Changes in leucocyte populations following murine bifunctional antibody infusion in colon cancer patients.

This study was undertaken to determine whether infusion of a unique ZCE/CHA bifunctional antibody (BFA, 5-40 mg) could alter the composition and functions of peripheral blood leucocytes in 18 patients with colon cancer. The BFA is made by combining chemically the Fab' fragments of two murine monoclonal antibodies. One fragment (ZCE 025) binds to the carcino-embryonic antigen (CEA) and the other (CHA 225) to an epitope, present on an 111In-benzyl EDTA analog of bleomycin (BLEDTA IV) and on 111In-hydroxy-ethyl-thiourea benzyl EDTA (EOTUBE).

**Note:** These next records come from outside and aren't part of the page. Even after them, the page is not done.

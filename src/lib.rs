//! EcoDash: session-managed client for the recycling admin dashboard API.
//!
//! Keeps the admin's access/refresh tokens in a scoped credential store,
//! decides whether a session is still valid, and routes every API call through
//! a [`gateway::Gateway`] that attaches credentials and transparently refreshes
//! and replays a request once when the backend answers `401`.
//!
//! # Quick Start
//!
//! ```no_run
//! use ecodash::prelude::*;
//!
//! # async fn example() -> ecodash::error::Result<()> {
//! let config = ClientConfig::from_env();
//! let guard = RouteGuard::builder(config.clone()).build()?;
//!
//! if let Some(gateway) = guard.protect() {
//!     let dashboard = DashboardClient::new(&config, gateway, guard.store().clone());
//!     let data = dashboard.fetch().await?;
//!     println!("{} waste categories", data.waste_categories.len());
//! }
//! # Ok(())
//! # }
//! ```

pub mod api;
pub mod auth;
pub mod config;
pub mod error;
pub mod gateway;
pub mod prelude;
pub mod util;

#[cfg(feature = "cli")]
pub mod cli;
//! Error classification shared by feature code and the CLI.

use serde::Deserialize;

/// Broad error category for routing presentation logic.
#[derive(Debug, Clone, Copy, PartialEq, Eq)]
pub enum ErrorCategory {
    /// Session is gone; the caller has already been redirected to login.
    Session,
    /// Login form input or credentials were rejected.
    Credentials,
    Permission,
    Network,
    Server,
    Api,
    Configuration,
    Serialization,
    Storage,
}

/// Why the backend answered `403 Forbidden`.
#[derive(Debug, Clone, Copy, PartialEq, Eq, strum::Display)]
pub enum PermissionDenial {
    #[strum(to_string = "admin access required")]
    AdminAccessRequired,
    #[strum(to_string = "insufficient permissions")]
    InsufficientPermissions,
}

/// Machine-readable code the backend may send alongside a 403.
pub const ADMIN_ACCESS_REQUIRED_CODE: &str = "admin_access_required";

/// Legacy literal message used before structured codes existed.
pub const ADMIN_ACCESS_REQUIRED_MESSAGE: &str = "Admin access required";

#[derive(Debug, Deserialize)]
struct ForbiddenBody {
    code: Option<String>,
    message: Option<String>,
    detail: Option<String>,
}

impl PermissionDenial {
    /// Classify a 403 response body.
    ///
    /// A structured `code` wins; the literal message is only consulted when no
    /// code is present. Unparseable bodies are a generic denial.
    pub fn from_body(body: &str) -> Self {
        let Ok(parsed) = serde_json::from_str::<ForbiddenBody>(body) else {
            return Self::InsufficientPermissions;
        };
        if let Some(code) = parsed.code.as_deref() {
            return if code == ADMIN_ACCESS_REQUIRED_CODE {
                Self::AdminAccessRequired
            } else {
                Self::InsufficientPermissions
            };
        }
        let message = parsed.message.or(parsed.detail);
        if message.as_deref() == Some(ADMIN_ACCESS_REQUIRED_MESSAGE) {
            Self::AdminAccessRequired
        } else {
            Self::InsufficientPermissions
        }
    }
}
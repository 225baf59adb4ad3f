use std::sync::LazyLock;

use regex::Regex;
use reqwest::header::{ACCEPT, CONTENT_TYPE};
use serde::{Deserialize, Serialize};
use tracing::{info, warn};

use super::credentials::{TokenGrant, UserProfile};
use super::error::AuthError;
use super::session::SessionOracle;
use super::storage::Scope;
use super::store::CredentialStore;
use crate::config::ClientConfig;

const MIN_PASSWORD_LEN: usize = 3;
const DEFAULT_LOGIN_FAILURE: &str = "Login failed";

static EMAIL_RE: LazyLock<Regex> = LazyLock::new(|| {
    Regex::new(r"^[^\s@]+@[^\s@]+\.[^\s@]+$").expect("email validation regex must compile")
});

/// Result of a successful login.
#[derive(Debug, Clone)]
pub struct LoginOutcome {
    pub grant: TokenGrant,
    pub user: Option<UserProfile>,
    /// Scope the credentials were written to.
    pub scope: Scope,
}

/// Result of a logout. Local credentials are always cleared.
#[derive(Debug, Clone, Copy, PartialEq, Eq)]
pub struct LogoutOutcome {
    /// Whether the backend acknowledged the logout call.
    pub server_acknowledged: bool,
}

#[derive(Debug, Serialize)]
struct LoginRequest<'a> {
    email: &'a str,
    password: &'a str,
}

#[derive(Debug, Deserialize)]
struct ErrorBody {
    message: Option<String>,
    detail: Option<serde_json::Value>,
}

/// Check login form input before contacting the backend.
///
/// The email is trimmed before matching; the password is taken verbatim.
pub fn validate_login(email: &str, password: &str) -> Result<(), AuthError> {
    let email = email.trim();
    if email.is_empty() {
        return Err(AuthError::Validation("Email is required.".to_string()));
    }
    if !EMAIL_RE.is_match(email) {
        return Err(AuthError::Validation("Enter a valid email.".to_string()));
    }
    if password.is_empty() {
        return Err(AuthError::Validation("Password is required.".to_string()));
    }
    if password.chars().count() < MIN_PASSWORD_LEN {
        return Err(AuthError::Validation(format!(
            "Password must be at least {MIN_PASSWORD_LEN} characters."
        )));
    }
    Ok(())
}

/// Login and logout against the backend's auth endpoints.
///
/// # Example
/// ```no_run
/// use std::sync::Arc;
/// use ecodash::auth::{AuthService, CredentialStore, MemoryStorage};
/// use ecodash::config::ClientConfig;
///
/// # async fn example() -> Result<(), Box<dyn std::error::Error>> {
/// let config = ClientConfig::default();
/// let store = CredentialStore::new(Arc::new(MemoryStorage::new()));
/// let auth = AuthService::new(&config, config.http_client()?, store);
/// let outcome = auth.login("admin@eco.org", "secret", true).await?;
/// println!("logged in as {:?}", outcome.user.and_then(|u| u.email));
/// # Ok(())
/// # }
/// ```
#[derive(Clone)]
pub struct AuthService {
    client: reqwest::Client,
    login_url: String,
    logout_url: String,
    store: CredentialStore,
}

impl AuthService {
    pub fn new(config: &ClientConfig, client: reqwest::Client, store: CredentialStore) -> Self {
        Self {
            client,
            login_url: config.url(&config.endpoints.login),
            logout_url: config.url(&config.endpoints.logout),
            store,
        }
    }

    pub fn store(&self) -> &CredentialStore {
        &self.store
    }

    pub fn is_authenticated(&self) -> bool {
        SessionOracle::new(self.store.clone()).is_authenticated()
    }

    /// Authenticate and store the returned credentials.
    ///
    /// `remember_me` selects the persistent scope; otherwise the credentials
    /// only live for the current session.
    pub async fn login(
        &self,
        email: &str,
        password: &str,
        remember_me: bool,
    ) -> Result<LoginOutcome, AuthError> {
        validate_login(email, password)?;
        info!("Starting login");

        let resp = self
            .client
            .post(&self.login_url)
            .header(CONTENT_TYPE, "application/json")
            .header(ACCEPT, "application/json")
            .json(&LoginRequest {
                email: email.trim(),
                password,
            })
            .send()
            .await
            .map_err(|err| AuthError::Unreachable(err.to_string()))?;

        let status = resp.status();
        if !status.is_success() {
            let body = resp.text().await.unwrap_or_default();
            let message = rejection_message(&body);
            warn!(status = status.as_u16(), %message, "Login rejected");
            return Err(AuthError::LoginRejected(message));
        }

        let grant: TokenGrant = resp.json().await?;
        if !grant.has_access_token() {
            return Err(AuthError::InvalidResponse(
                "Login response missing access_token".to_string(),
            ));
        }
        let scope = Scope::for_remember_me(remember_me);
        self.store.save(&grant, scope)?;
        info!(%scope, "Login succeeded");

        Ok(LoginOutcome {
            user: self.store.user(),
            grant,
            scope,
        })
    }

    /// Best-effort server logout followed by an unconditional local clear.
    pub async fn logout(&self) -> LogoutOutcome {
        let mut server_acknowledged = false;
        if let Some(access_token) = self.store.access_token() {
            match self
                .client
                .post(&self.logout_url)
                .header(CONTENT_TYPE, "application/json")
                .bearer_auth(access_token)
                .send()
                .await
            {
                Ok(resp) if resp.status().is_success() => server_acknowledged = true,
                Ok(resp) => {
                    warn!(status = resp.status().as_u16(), "Server logout rejected");
                }
                Err(err) => warn!(error = %err, "Server logout failed"),
            }
        }
        self.store.clear();
        info!(server_acknowledged, "Logged out");
        LogoutOutcome {
            server_acknowledged,
        }
    }
}

fn rejection_message(body: &str) -> String {
    let Ok(parsed) = serde_json::from_str::<ErrorBody>(body) else {
        return DEFAULT_LOGIN_FAILURE.to_string();
    };
    if let Some(message) = parsed.message.filter(|m| !m.is_empty()) {
        return message;
    }
    match parsed.detail {
        Some(serde_json::Value::String(detail)) if !detail.is_empty() => detail,
        _ => DEFAULT_LOGIN_FAILURE.to_string(),
    }
}

#[cfg(test)]
mod tests {
    use super::*;

    #[test]
    fn valid_input_passes() {
        assert!(validate_login("  admin@eco.org ", "abc").is_ok());
    }

    #[test]
    fn email_is_required_and_shaped() {
        for email in ["", "   ", "admin", "admin@eco", "ad min@eco.org", "@eco.org"] {
            assert!(
                matches!(validate_login(email, "secret"), Err(AuthError::Validation(_))),
                "{email:?} should be rejected"
            );
        }
    }

    #[test]
    fn password_needs_three_characters() {
        assert!(matches!(
            validate_login("a@eco.org", ""),
            Err(AuthError::Validation(msg)) if msg == "Password is required."
        ));
        assert!(matches!(
            validate_login("a@eco.org", "ab"),
            Err(AuthError::Validation(_))
        ));
    }

    #[test]
    fn rejection_message_prefers_message_then_detail() {
        assert_eq!(rejection_message(r#"{"message":"Bad creds"}"#), "Bad creds");
        assert_eq!(
            rejection_message(r#"{"detail":"Incorrect email or password"}"#),
            "Incorrect email or password"
        );
        assert_eq!(rejection_message(r#"{"detail":[{"loc":["body"]}]}"#), "Login failed");
        assert_eq!(rejection_message("oops"), "Login failed");
    }
}
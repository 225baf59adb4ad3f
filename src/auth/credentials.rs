use chrono::{DateTime, Utc};
use serde::{Deserialize, Serialize};

/// Token payload returned by the login and refresh endpoints.
///
/// Every field is optional on the wire; only the ones present are written to
/// the credential store.
#[derive(Debug, Clone, Default, PartialEq, Serialize, Deserialize)]
pub struct TokenGrant {
    #[serde(default)]
    pub access_token: Option<String>,
    #[serde(default)]
    pub refresh_token: Option<String>,
    /// Lifetime of the access token in seconds.
    #[serde(default)]
    pub expires_in: Option<u64>,
    /// Raw profile record; stored verbatim as JSON.
    #[serde(default)]
    pub user: Option<serde_json::Value>,
}

impl TokenGrant {
    pub fn has_access_token(&self) -> bool {
        self.access_token.as_deref().is_some_and(|t| !t.is_empty())
    }
}

/// The credentials currently held for the logged-in user.
///
/// # Example
/// ```
/// use ecodash::auth::CredentialBundle;
///
/// let bundle = CredentialBundle {
///     access_token: "access".to_string(),
///     refresh_token: Some("refresh".to_string()),
///     user: None,
///     expires_at: Some(1_700_000_000_000),
/// };
/// assert!(bundle.is_expired_at(1_700_000_000_000));
/// ```
#[derive(Debug, Clone, PartialEq)]
pub struct CredentialBundle {
    pub access_token: String,
    pub refresh_token: Option<String>,
    pub user: Option<UserProfile>,
    /// Absolute expiry in epoch milliseconds.
    pub expires_at: Option<i64>,
}

impl CredentialBundle {
    pub fn is_expired_at(&self, now_millis: i64) -> bool {
        self.expires_at.is_some_and(|exp| now_millis >= exp)
    }

    pub fn expires_at_utc(&self) -> Option<DateTime<Utc>> {
        self.expires_at.and_then(DateTime::<Utc>::from_timestamp_millis)
    }
}

/// Profile of the logged-in user as sent by the backend.
#[derive(Debug, Clone, PartialEq, Serialize, Deserialize)]
pub struct UserProfile {
    #[serde(default)]
    pub id: Option<serde_json::Value>,
    #[serde(default)]
    pub email: Option<String>,
    #[serde(default)]
    pub name: Option<String>,
    #[serde(default)]
    pub role: Option<RoleClaim>,
    #[serde(flatten)]
    pub extra: serde_json::Map<String, serde_json::Value>,
}

impl UserProfile {
    pub fn has_role(&self, role: &str) -> bool {
        self.role.as_ref().is_some_and(|claim| claim.contains(role))
    }

    pub fn has_any_role(&self, roles: &[&str]) -> bool {
        roles.iter().any(|role| self.has_role(role))
    }
}

/// A role claim is either a single role or a list of roles.
#[derive(Debug, Clone, PartialEq, Eq, Serialize, Deserialize)]
#[serde(untagged)]
pub enum RoleClaim {
    One(String),
    Many(Vec<String>),
}

impl RoleClaim {
    pub fn contains(&self, role: &str) -> bool {
        match self {
            Self::One(own) => own == role,
            Self::Many(own) => own.iter().any(|r| r == role),
        }
    }
}

impl std::fmt::Display for RoleClaim {
    fn fmt(&self, f: &mut std::fmt::Formatter<'_>) -> std::fmt::Result {
        match self {
            Self::One(role) => f.write_str(role),
            Self::Many(roles) => f.write_str(&roles.join(", ")),
        }
    }
}

#[cfg(test)]
mod tests {
    use super::*;
    use serde_json::json;

    fn profile(value: serde_json::Value) -> UserProfile {
        serde_json::from_value(value).unwrap()
    }

    #[test]
    fn single_role_claim_matches_exactly() {
        let user = profile(json!({"id": 7, "email": "m@eco.org", "role": "manager"}));
        assert!(user.has_role("manager"));
        assert!(!user.has_role("admin"));
        assert!(user.has_any_role(&["admin", "manager"]));
    }

    #[test]
    fn staff_is_not_admin_or_manager() {
        let user = profile(json!({"role": "staff"}));
        assert!(!user.has_any_role(&["admin", "manager"]));
    }

    #[test]
    fn list_role_claim_matches_any_member() {
        let user = profile(json!({"role": ["staff", "admin"]}));
        assert!(user.has_role("admin"));
        assert!(user.has_role("staff"));
        assert!(!user.has_role("manager"));
    }

    #[test]
    fn missing_role_denies_everything() {
        let user = profile(json!({"email": "x@eco.org"}));
        assert!(!user.has_role("admin"));
        assert!(!user.has_any_role(&[]));
    }

    #[test]
    fn unknown_profile_fields_are_kept() {
        let user = profile(json!({"role": "admin", "branch_id": 3}));
        assert_eq!(user.extra.get("branch_id"), Some(&json!(3)));
    }

    #[test]
    fn grant_without_access_token_is_detected() {
        let grant: TokenGrant = serde_json::from_value(json!({"refresh_token": "r"})).unwrap();
        assert!(!grant.has_access_token());
        let grant: TokenGrant = serde_json::from_value(json!({"access_token": ""})).unwrap();
        assert!(!grant.has_access_token());
    }
}
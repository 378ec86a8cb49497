//! Lazy loading pipeline.
//!
//! Elements flow one way through the stages:
//!
//! ```text
//!  mutation batch
//!       │
//!  ┌────▼─────┐  script   ┌────────┐
//!  │ dispatch ├──────────►│ script │  page load + delay, then materialize
//!  └────┬─────┘           └────────┘
//!       │ img / video / audio / div
//!  ┌────▼─────┐
//!  │ locator  │  transient observer per batch: on screen or stash
//!  └────┬─────┘
//!       │ offscreen
//!  ┌────▼─────┐
//!  │ watcher  │  page-wide observer: classes, load listeners
//!  └────┬─────┘
//!       │ intersecting
//!  ┌────▼─────┐
//!  │  unveil  │  restore src / background, include, module
//!  └──────────┘
//! ```
//!
//! All stages share one [`Shared`] record. Host callbacks hold a `Weak`
//! reference to it, so dropping the controller stops the pipeline.

pub(crate) mod dispatch;
pub(crate) mod locator;
pub(crate) mod script;
pub(crate) mod unveil;
pub(crate) mod watcher;


use crate::config::Options;
use crate::core::{CancelToken, Markers};
use crate::host::Host;
use std::cell::RefCell;
use std::rc::Rc;

// =============================================================================
// Shared state
// =============================================================================

/// Everything the stages need: the host, read-only options, and the
/// mutable subscription state.
pub(crate) struct Shared<H: Host> {
    pub host: Rc<H>,
    pub options: Options,
    pub markers: Markers,
    /// Cancelled on unmount; aborts in-flight fetches and imports.
    pub cancel: CancelToken,
    pub state: RefCell<State<H>>,
}

/// A transient placement subscription for one discovery batch.
pub(crate) struct Placement<H: Host> {
    pub id: u64,
    pub observer: H::Intersection,
    /// Elements of the batch not classified yet.
    pub pending: Vec<H::Element>,
}

pub(crate) struct State<H: Host> {
    pub discovery: Option<H::Mutations>,
    /// Page-wide visibility subscription.
    pub watcher: Option<H::Intersection>,
    /// Members of the watcher's watch set.
    pub watched: Vec<H::Element>,
    pub placements: Vec<Placement<H>>,
    /// Finished placement observers, dropped on the next batch so no
    /// observer is released from inside its own callback.
    pub retired: Vec<H::Intersection>,
    pub next_placement: u64,
    pub mounted: bool,
}

impl<H: Host> Default for State<H> {
    fn default() -> Self {
        Self {
            discovery: None,
            watcher: None,
            watched: Vec::new(),
            placements: Vec::new(),
            retired: Vec::new(),
            next_placement: 0,
            mounted: false,
        }
    }
}

impl<H: Host> Shared<H> {
    pub fn new(host: Rc<H>, options: Options) -> Self {
        let markers = Markers::new(&options.attribute);
        Self {
            host,
            options,
            markers,
            cancel: CancelToken::new(),
            state: RefCell::new(State::default()),
        }
    }

    pub fn is_mounted(&self) -> bool {
        self.state.borrow().mounted
    }
}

The radiolabelled epitope (111In-BLEDTA IV or 111In-EOTUBE) was given 4 days after prelocalization with BFA. Peripheral blood samples were tested before BFA infusion, at the end of infusion (1 h later), and at 4 and 7 days post-infusion. A 50% or greater suppression in lymphocyte responsiveness to phytohaemagglutinin (PHA) and concanavalin A (Con A) was seen in 13 out of 18 and 12 out of 18 subjects, respectively, at some time after BFA infusion; this was especially evident in those patients with pre-infusion stimulation indices of greater than 50 (PHA) and/or greater than 10 (Con A). In contrast, natural killer (NK) cell cytotoxicity and oxygen radical production increased in five out of 15 and in seven out of 18 subjects, respectively. Little or no change was observed in CD3, CD4, CD8, CD16, and CD19 markers on lymphocyte subpopulations as determined by flow cytometry. These data suggest that significant changes in mitogen-induced lymphoproliferation. NK cell cytotoxicity, and oxygen radical production can occur in a substantial proportion of cancer patients after infusion of the ZCE/CHA bifunctional antibody system. The immunomodulation was unrelated to initial BFA dose, dose of BFA as a carrier, or to subsequent infusion of either form of the 111In epitope. The clinical significance of these phenomena, if any, remains to be determined.